ABA urges court to reject Florida sentencing system

The American Bar Association recently filed an amicus brief before the U.S. Supreme Courty, asking the justices to overturn the sentencing portion of Florida’s death penalty scheme that allows for non-unanimous jury determinations.

In March, the court accepted for review the Florida system and specifically asked whether it “violates the Sixth Amendment or the Eighth Amendment” in light of a 2002 court ruling. In that case, arising out of Arizona, the court found that a jury — rather than a judge — must decide on the existence of any aggravating circumstances that make the defendant eligible for the death penalty.

Florida’s law is unique among laws in all capital punishment states. Where a defendant has not waived his or her right to a jury trial, only Florida does not require a unanimous jury vote on whether aggravating circumstances have been proved beyond a reasonable doubt, or on the jury’s recommendation or decision that a death sentence should be imposed. Most capital punishment states require unanimity on both.

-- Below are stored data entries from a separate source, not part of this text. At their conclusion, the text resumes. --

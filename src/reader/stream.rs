// Copyright (c) 2025 ADBC Drivers Contributors
//
// Licensed under the Apache License, Version 2.0 (the "License");
// you may not use this file except in compliance with the License.
// You may obtain a copy of the License at
//
//     http://www.apache.org/licenses/LICENSE-2.0
//
// Unless required by applicable law or agreed to in writing, software
// distributed under the License is distributed on an "AS IS" BASIS,
// WITHOUT WARRANTIES OR CONDITIONS OF ANY KIND, either express or implied.
// See the License for the specific language governing permissions and
// limitations under the License.

//! Result streams: one job's result retrieval session.
//!
//! ```text
//! [FragmentSource] -> [ProgressTracker] -> [Decompressor] -> [RecordDecoder]
//!  \_______________________ RawStream ____________________/
//!  \___________________________________ ResultStream ___________________/
//! ```
//!
//! Both streams are strictly forward-only. Once end of stream or an error
//! has been observed, the decompressor and decoder are dropped and every
//! later pull returns `None`.

use crate::error::{Error, Result};
use crate::reader::decoder::RecordDecoder;
use crate::reader::decompress::Decompressor;
use crate::reader::progress::ProgressTracker;
use crate::reader::source::FragmentSource;
use crate::types::{CompressionCodec, EncodingPolicy, ProgressRecord, Record};
use bytes::Bytes;
use tokio::io::{AsyncWrite, AsyncWriteExt};
use tracing::{debug, info, trace, warn};

/// Check the response status before anything is streamed.
fn check_status<S: FragmentSource>(source: &S) -> Result<()> {
    let status = source.status();
    if (200..300).contains(&status) {
        return Ok(());
    }
    let message = reqwest::StatusCode::from_u16(status)
        .ok()
        .and_then(|s| s.canonical_reason())
        .unwrap_or("unexpected status")
        .to_string();
    Err(Error::RequestFailed { status, message })
}

/// Stream of decompressed result bytes, without record decoding.
#[derive(Debug)]
pub struct RawStream<S> {
    source: ProgressTracker<S>,
    codec: CompressionCodec,
    /// `None` once the stream has ended or failed.
    decompressor: Option<Decompressor>,
}

impl<S: FragmentSource> RawStream<S> {
    /// Open a session over `source`.
    ///
    /// Fails with [`Error::RequestFailed`] without pulling any fragment when
    /// the response status is not a success. The content-encoding is read
    /// here, once, and fixed for the session.
    pub fn open(source: S, policy: EncodingPolicy) -> Result<Self> {
        check_status(&source)?;
        let codec = policy.select(source.content_encoding());
        debug!(
            "Opening result stream: content_encoding={:?}, policy={}, codec={}",
            source.content_encoding(),
            policy.as_str(),
            codec
        );
        Ok(Self {
            source: ProgressTracker::new(source),
            codec,
            decompressor: Some(Decompressor::new(codec)),
        })
    }

    pub fn codec(&self) -> CompressionCodec {
        self.codec
    }

    /// Compressed bytes received so far.
    pub fn compressed_bytes(&self) -> u64 {
        self.source.compressed_bytes()
    }

    /// Fragments received so far.
    pub fn fragments(&self) -> u64 {
        self.source.fragments()
    }

    /// True once end of stream or an error has been observed.
    pub fn is_finished(&self) -> bool {
        self.decompressor.is_none()
    }

    /// Next non-empty block of decompressed bytes, or `None` at end of
    /// stream.
    pub async fn next_chunk(&mut self) -> Result<Option<Bytes>> {
        let result = self.pull_chunk().await;
        if result.is_err() {
            // release decompressor buffers on failure
            self.decompressor = None;
        }
        result
    }

    async fn pull_chunk(&mut self) -> Result<Option<Bytes>> {
        loop {
            if self.decompressor.is_none() {
                return Ok(None);
            }
            match self.source.next_fragment().await? {
                Some(fragment) => {
                    trace!(
                        "Fragment #{}: {} bytes ({} total)",
                        self.source.fragments(),
                        fragment.len(),
                        self.source.compressed_bytes()
                    );
                    let Some(decompressor) = self.decompressor.as_mut() else {
                        return Ok(None);
                    };
                    let chunk = decompressor.decompress(fragment)?;
                    if !chunk.is_empty() {
                        return Ok(Some(chunk));
                    }
                }
                None => {
                    let Some(mut decompressor) = self.decompressor.take() else {
                        return Ok(None);
                    };
                    let tail = decompressor.finish()?;
                    debug!(
                        "Result body complete: {} fragments, {} compressed bytes, {} decompressed bytes",
                        self.source.fragments(),
                        decompressor.total_in(),
                        decompressor.total_out()
                    );
                    return Ok((!tail.is_empty()).then_some(tail));
                }
            }
        }
    }

    /// Drain the stream into `sink`, returning the compressed byte total.
    ///
    /// `progress`, if given, is called with the running compressed total
    /// after each write, and once more at the end if the total moved since
    /// the last call.
    pub async fn copy_into<W>(
        mut self,
        sink: &mut W,
        mut progress: Option<&mut (dyn FnMut(u64) + Send)>,
    ) -> Result<u64>
    where
        W: AsyncWrite + Unpin + ?Sized,
    {
        let mut reported = 0u64;
        let mut written = 0u64;
        while let Some(chunk) = self.next_chunk().await? {
            sink.write_all(&chunk).await?;
            written += chunk.len() as u64;
            if let Some(report) = progress.as_deref_mut() {
                reported = self.compressed_bytes();
                report(reported);
            }
        }
        sink.flush().await?;
        let total = self.compressed_bytes();
        if let Some(report) = progress.as_deref_mut() {
            if total != reported {
                report(total);
            }
        }
        info!(
            "Raw result copied: {} compressed bytes, {} bytes written",
            total, written
        );
        Ok(total)
    }

    /// Drain the stream into memory.
    pub async fn collect_bytes(mut self) -> Result<Bytes> {
        let mut buf = Vec::new();
        while let Some(chunk) = self.next_chunk().await? {
            buf.extend_from_slice(&chunk);
        }
        Ok(Bytes::from(buf))
    }
}

/// Stream of decoded MessagePack records.
#[derive(Debug)]
pub struct ResultStream<S> {
    raw: RawStream<S>,
    /// `None` once the stream has ended or failed.
    decoder: Option<RecordDecoder>,
}

impl<S: FragmentSource> ResultStream<S> {
    /// Open a record session over `source`. See [`RawStream::open`].
    pub fn open(source: S, policy: EncodingPolicy) -> Result<Self> {
        Ok(Self {
            raw: RawStream::open(source, policy)?,
            decoder: Some(RecordDecoder::new()),
        })
    }

    pub fn codec(&self) -> CompressionCodec {
        self.raw.codec()
    }

    /// Compressed bytes received so far.
    pub fn compressed_bytes(&self) -> u64 {
        self.raw.compressed_bytes()
    }

    /// True once end of stream or an error has been observed.
    pub fn is_finished(&self) -> bool {
        self.decoder.is_none()
    }

    /// Next decoded record, or `None` at end of stream.
    pub async fn next_record(&mut self) -> Result<Option<Record>> {
        let result = self.pull_record().await;
        match result {
            Ok(Some(_)) => {}
            Ok(None) => {
                if let Some(decoder) = self.decoder.take() {
                    info!(
                        "Result stream complete: {} records, {} compressed bytes",
                        decoder.records_decoded(),
                        self.raw.compressed_bytes()
                    );
                }
            }
            Err(ref e) => {
                warn!(
                    "Result stream failed after {} compressed bytes: {}",
                    self.raw.compressed_bytes(),
                    e
                );
                self.decoder = None;
                self.raw.decompressor = None;
            }
        }
        result
    }

    /// Next record together with the compressed byte count at the moment
    /// it became available.
    pub async fn next_record_with_progress(&mut self) -> Result<Option<ProgressRecord>> {
        Ok(self.next_record().await?.map(|record| ProgressRecord {
            record,
            compressed_bytes: self.raw.compressed_bytes(),
        }))
    }

    async fn pull_record(&mut self) -> Result<Option<Record>> {
        loop {
            let Some(decoder) = self.decoder.as_mut() else {
                return Ok(None);
            };
            if let Some(record) = decoder.next_record()? {
                return Ok(Some(record));
            }
            match self.raw.next_chunk().await? {
                Some(chunk) => {
                    if let Some(decoder) = self.decoder.as_mut() {
                        decoder.push(&chunk);
                    }
                }
                None => {
                    if let Some(decoder) = self.decoder.as_mut() {
                        decoder.finish()?;
                    }
                    return Ok(None);
                }
            }
        }
    }

    /// Decode every remaining record into memory.
    pub async fn collect(mut self) -> Result<Vec<Record>> {
        let mut records = Vec::new();
        while let Some(record) = self.next_record().await? {
            records.push(record);
        }
        Ok(records)
    }

    /// Call `handler` once per record, in arrival order. A handler error
    /// aborts the stream and is returned.
    pub async fn for_each<F>(mut self, mut handler: F) -> Result<()>
    where
        F: FnMut(Record) -> Result<()>,
    {
        while let Some(record) = self.next_record().await? {
            handler(record)?;
        }
        Ok(())
    }

    /// Like [`for_each`](Self::for_each), also passing the compressed byte
    /// count at the time each record became available.
    pub async fn for_each_with_progress<F>(mut self, mut handler: F) -> Result<()>
    where
        F: FnMut(Record, u64) -> Result<()>,
    {
        while let Some(item) = self.next_record_with_progress().await? {
            handler(item.record, item.compressed_bytes)?;
        }
        Ok(())
    }
}

#[cfg(test)]
mod tests {
    use super::*;
    use crate::reader::source::MemoryFragmentSource;
    use rmpv::Value;
    use std::sync::atomic::Ordering;

    fn encode(values: &[Value]) -> Vec<u8> {
        let mut buf = Vec::new();
        for v in values {
            rmpv::encode::write_value(&mut buf, v).unwrap();
        }
        buf
    }

    #[tokio::test]
    async fn test_request_failed_pulls_nothing() {
        let source = MemoryFragmentSource::new(None, vec![encode(&[Value::from(1)])])
            .with_status(500);
        let pulls = source.pull_counter();
        let err = ResultStream::open(source, EncodingPolicy::Explicit).unwrap_err();
        assert!(matches!(err, Error::RequestFailed { status: 500, .. }));
        assert_eq!(pulls.load(Ordering::Relaxed), 0);
    }

    #[tokio::test]
    async fn test_plain_records() {
        let values = vec![Value::from(1), Value::from("two")];
        let source = MemoryFragmentSource::chunked(None, &encode(&values), 3);
        let stream = ResultStream::open(source, EncodingPolicy::Explicit).unwrap();
        assert_eq!(stream.codec(), CompressionCodec::None);
        assert_eq!(stream.collect().await.unwrap(), values);
    }

    #[tokio::test]
    async fn test_finished_stream_stays_finished() {
        let source = MemoryFragmentSource::new(None, vec![encode(&[Value::from(1)])]);
        let mut stream = ResultStream::open(source, EncodingPolicy::Explicit).unwrap();
        assert_eq!(stream.next_record().await.unwrap(), Some(Value::from(1)));
        assert!(stream.next_record().await.unwrap().is_none());
        assert!(stream.is_finished());
        assert!(stream.next_record().await.unwrap().is_none());
    }

    #[tokio::test]
    async fn test_error_releases_state() {
        let mut bytes = encode(&[Value::from(1)]);
        bytes.extend_from_slice(&[0xdb, 0, 0, 0, 100]);
        let source = MemoryFragmentSource::new(None, vec![bytes]);
        let mut stream = ResultStream::open(source, EncodingPolicy::Explicit).unwrap();
        assert_eq!(stream.next_record().await.unwrap(), Some(Value::from(1)));
        let err = stream.next_record().await.unwrap_err();
        assert!(matches!(err, Error::TruncatedRecord { pending: 5 }));
        assert!(stream.is_finished());
        assert!(stream.next_record().await.unwrap().is_none());
    }

    #[tokio::test]
    async fn test_transport_error_propagates() {
        let source = MemoryFragmentSource::new(None, vec![encode(&[Value::from(1)])])
            .with_trailing_error("connection reset");
        let stream = ResultStream::open(source, EncodingPolicy::Explicit).unwrap();
        let mut seen = Vec::new();
        let err = stream
            .for_each(|r| {
                seen.push(r);
                Ok(())
            })
            .await
            .unwrap_err();
        assert!(matches!(err, Error::Transport(_)));
        assert_eq!(seen, vec![Value::from(1)]);
    }

    #[tokio::test]
    async fn test_raw_collect_bytes() {
        let source = MemoryFragmentSource::chunked(None, b"a,b\n1,2\n", 2);
        let raw = RawStream::open(source, EncodingPolicy::Explicit).unwrap();
        assert_eq!(raw.collect_bytes().await.unwrap(), "a,b\n1,2\n");
    }
}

“A capital sentencing jury in Florida may make its sentencing recommendation based on a majority vote, and may do so without agreeing on which aggravating circumstances exist — it may even recommend a death sentence when each juror believes that a different aggravator was proved,” the ABA brief pointed out.

The ABA has no position on the death penalty per se. But at its Midyear Meeting in February, the ABA House of Delegates approved Resolution 108A that urges any jurisdiction that imposes the death penalty to require jury unanimity both in determining aggravating factors and on its recommendation or decision that the death penalty be imposed.